[Listed entries]
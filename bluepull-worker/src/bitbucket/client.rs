//! The retrying Bitbucket Cloud API client.
//!
//! Every request selects the least-used active credential from the token
//! pool. `401` and `429` eject the offending token and rotate to the next
//! active one immediately; only when the whole pool is exhausted does the
//! client sleep and reset the pool, at most [`MAX_ATTEMPTS`] times. A `200`
//! is the only success — the endpoints this worker calls never legitimately
//! answer with any other 2xx, so those are surfaced as failures instead of
//! being parsed as data.

use std::sync::Arc;
use std::time::Duration;

use chrono::{DateTime, SecondsFormat, Utc};
use reqwest::header::{ACCEPT, AUTHORIZATION, CONTENT_TYPE};
use reqwest::{StatusCode, Url};
use thiserror::Error;
use tracing::{error, info, warn};

use bluepull_core::auth::{find_by_cred_key, Credential};
use bluepull_core::state::{StateError, StateManager, TokenPoolError};

/// Upper bound on sleep-and-reset cycles per logical request.
pub const MAX_ATTEMPTS: u32 = 2;

const BASE_URL: &str = "https://api.bitbucket.org/2.0";
const REQUEST_TIMEOUT: Duration = Duration::from_secs(10);

const WORKSPACES_PAGE_LEN: usize = 50;
const REPOSITORIES_PAGE_LEN: usize = 100;
const PULL_REQUESTS_PAGE_LEN: usize = 50;
const COMMITS_PAGE_LEN: usize = 100;

#[derive(Debug, Error)]
pub enum ApiClientError {
    /// Token selection failed; critical unless the pool is merely exhausted.
    #[error(transparent)]
    TokenPool(#[from] TokenPoolError),

    /// The state file could not record a token transition. Fatal.
    #[error("state persistence failed: {0}")]
    State(#[from] StateError),

    #[error("unexpected 2xx response code: {status} for token: {cred_key}. message: {message}")]
    Unexpected2xx {
        status: u16,
        cred_key: String,
        message: String,
    },

    #[error("unhandled response code: {status} for token: {cred_key}")]
    UnhandledStatus { status: u16, cred_key: String },

    #[error("exceeded maximum reset limit({0}) without a successful response")]
    ResetLimitExceeded(u32),

    #[error("transport error: {0}")]
    Transport(#[from] reqwest::Error),

    #[error("failed to decode response from {url}: {source}")]
    Decode {
        url: String,
        #[source]
        source: reqwest::Error,
    },

    #[error("failed to build request URL: {0}")]
    Url(String),
}

impl ApiClientError {
    /// Critical errors abort the whole pull cycle; the rest abort only the
    /// containing phase and are retried from the audit cursor next tick.
    pub fn is_critical(&self) -> bool {
        match self {
            ApiClientError::TokenPool(e) => e.is_critical(),
            ApiClientError::State(_) => true,
            _ => false,
        }
    }
}

/// HTTP client over the token pool.
pub struct ApiClient {
    base_url: String,
    http: reqwest::Client,
    state_manager: Arc<StateManager>,
    credentials: Vec<Credential>,
    waiting_time_for_rate_limit: Duration,
}

impl ApiClient {
    /// Builds the client with the shared HTTP connection pool and a
    /// client-level request timeout.
    pub fn new(
        state_manager: Arc<StateManager>,
        credentials: Vec<Credential>,
        waiting_time_for_rate_limit: Duration,
    ) -> Self {
        let http = reqwest::Client::builder()
            .timeout(REQUEST_TIMEOUT)
            .build()
            .expect("Failed to create HTTP client");

        ApiClient {
            base_url: BASE_URL.to_string(),
            http,
            state_manager,
            credentials,
            waiting_time_for_rate_limit,
        }
    }

    /// Points the client at a different API root (tests).
    pub fn with_base_url(mut self, base_url: impl Into<String>) -> Self {
        self.base_url = base_url.into();
        self
    }

    /// Executes one logical GET with token rotation and pool resets.
    pub async fn execute_with_retries(
        &self,
        url: &str,
    ) -> Result<reqwest::Response, ApiClientError> {
        for attempt in 0..MAX_ATTEMPTS {
            info!(attempt = attempt + 1, "request attempt");

            if attempt > 0 {
                info!(
                    seconds = self.waiting_time_for_rate_limit.as_secs(),
                    "pool exhausted, sleeping before reset"
                );
                tokio::time::sleep(self.waiting_time_for_rate_limit).await;
                info!("resetting usage metrics for all tokens");
                self.state_manager
                    .reset_usage_metrics_for_all_tokens(Utc::now())?;
            }

            loop {
                let cred_key = match self.state_manager.get_least_usage_active_token() {
                    Ok(key) => key,
                    Err(TokenPoolError::AllTokensExhausted) => {
                        warn!("all tokens are exhausted, need to wait for rate limit to reset");
                        break;
                    }
                    Err(e) => {
                        error!(error = %e, "failed to get least usage active token");
                        return Err(e.into());
                    }
                };

                let Some(credential) = find_by_cred_key(&cred_key, &self.credentials) else {
                    error!(cred_key = %cred_key, "no credential found for selected token, retrying with next available token");
                    self.state_manager.set_token_status_to_unauthorized(&cred_key)?;
                    continue;
                };

                let response = self.send_get(url, credential).await?;
                let status = response.status();

                if status == StatusCode::OK {
                    self.state_manager
                        .update_token_usage(&cred_key, Utc::now())?;
                    return Ok(response);
                }

                if status.is_success() {
                    error!(status = status.as_u16(), cred_key = %cred_key, "unexpected 2xx response");
                    let message = match response.text().await {
                        Ok(body) => format!("response body: {body}"),
                        Err(e) => format!("failed to read response body: {e}"),
                    };
                    return Err(ApiClientError::Unexpected2xx {
                        status: status.as_u16(),
                        cred_key,
                        message,
                    });
                }

                match status.as_u16() {
                    401 => {
                        error!(cred_key = %cred_key, "unauthorized access for token");
                        self.state_manager.set_token_status_to_unauthorized(&cred_key)?;
                    }
                    429 => {
                        warn!(cred_key = %cred_key, "rate limit exceeded for token");
                        self.state_manager.set_token_status_to_rate_limited(&cred_key)?;
                    }
                    code => {
                        error!(status = code, cred_key = %cred_key, "unhandled response code");
                        return Err(ApiClientError::UnhandledStatus {
                            status: code,
                            cred_key,
                        });
                    }
                }
            }
        }

        Err(ApiClientError::ResetLimitExceeded(MAX_ATTEMPTS))
    }

    async fn send_get(
        &self,
        url: &str,
        credential: &Credential,
    ) -> Result<reqwest::Response, ApiClientError> {
        let response = self
            .http
            .get(url)
            .header(CONTENT_TYPE, "application/json")
            .header(ACCEPT, "application/json")
            .header(
                AUTHORIZATION,
                format!("Basic {}", credential.basic_auth_token()),
            )
            .send()
            .await?;
        Ok(response)
    }

    /// Follows `next` links until the listing is exhausted.
    async fn collect_pages<T: serde::de::DeserializeOwned>(
        &self,
        first_url: String,
    ) -> Result<Vec<T>, ApiClientError> {
        let mut results = Vec::new();
        let mut url = Some(first_url);

        while let Some(current) = url {
            let response = self.execute_with_retries(&current).await?;
            let page: super::types::Paginated<T> =
                response
                    .json()
                    .await
                    .map_err(|source| ApiClientError::Decode {
                        url: current,
                        source,
                    })?;
            results.extend(page.values);
            url = page.next.filter(|next| !next.is_empty());
        }

        Ok(results)
    }

    pub async fn get_workspaces(&self) -> Result<Vec<super::Workspace>, ApiClientError> {
        let url = format!(
            "{}/workspaces?pagelen={}",
            self.base_url, WORKSPACES_PAGE_LEN
        );
        let workspaces: Vec<super::Workspace> = self.collect_pages(url).await?;
        info!(count = workspaces.len(), "fetched workspaces");
        Ok(workspaces)
    }

    pub async fn get_repositories(
        &self,
        workspace: &str,
    ) -> Result<Vec<super::Repository>, ApiClientError> {
        let url = format!(
            "{}/repositories/{}?pagelen={}",
            self.base_url, workspace, REPOSITORIES_PAGE_LEN
        );
        self.collect_pages(url).await
    }

    /// Pull requests in any terminal-or-open state updated since `cutoff`.
    pub async fn get_pull_requests(
        &self,
        workspace: &str,
        repo: &str,
        cutoff: DateTime<Utc>,
    ) -> Result<Vec<super::PullRequest>, ApiClientError> {
        let query = format!(
            r#"state IN ("OPEN", "MERGED", "DECLINED", "SUPERSEDED") AND updated_on >= {}"#,
            cutoff.to_rfc3339_opts(SecondsFormat::Secs, true)
        );
        let page_len = PULL_REQUESTS_PAGE_LEN.to_string();
        let url = Url::parse_with_params(
            &format!(
                "{}/repositories/{}/{}/pullrequests",
                self.base_url, workspace, repo
            ),
            &[("q", query.as_str()), ("pagelen", page_len.as_str())],
        )
        .map_err(|e| ApiClientError::Url(e.to_string()))?;

        self.collect_pages(url.to_string()).await
    }

    pub async fn get_pull_request_commits(
        &self,
        workspace: &str,
        repo: &str,
        pull_request_id: i64,
    ) -> Result<Vec<super::Commit>, ApiClientError> {
        let url = format!(
            "{}/repositories/{}/{}/pullrequests/{}/commits?pagelen={}",
            self.base_url, workspace, repo, pull_request_id, COMMITS_PAGE_LEN
        );
        self.collect_pages(url).await
    }

    /// Repository commits dated after `cutoff`.
    ///
    /// The endpoint has no server-side date filter, so pages are filtered
    /// client-side. Commit listings come newest-first; once a page
    /// contributes fewer qualifying commits than its page length, the rest
    /// of the history predates the cutoff and paging stops.
    pub async fn get_commits(
        &self,
        workspace: &str,
        repo: &str,
        cutoff: DateTime<Utc>,
    ) -> Result<Vec<super::Commit>, ApiClientError> {
        let mut commits: Vec<super::Commit> = Vec::new();
        let mut url = Some(format!(
            "{}/repositories/{}/{}/commits?pagelen={}",
            self.base_url, workspace, repo, COMMITS_PAGE_LEN
        ));

        while let Some(current) = url {
            let response = self.execute_with_retries(&current).await?;
            let page: super::Paginated<super::Commit> =
                response
                    .json()
                    .await
                    .map_err(|source| ApiClientError::Decode {
                        url: current,
                        source,
                    })?;

            let mut qualifying = 0usize;
            for commit in page.values {
                if commit.date > cutoff {
                    commits.push(commit);
                    qualifying += 1;
                }
            }
            if qualifying < COMMITS_PAGE_LEN {
                break;
            }
            url = page.next.filter(|next| !next.is_empty());
        }

        Ok(commits)
    }
}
[/Listed entries]
> _Exercise requirements_
Within the data above, find the lines that contain the word "results" and copy each of them.

> _Solution_
        let mut results = Vec::new();
            results.extend(page.values);
        Ok(results)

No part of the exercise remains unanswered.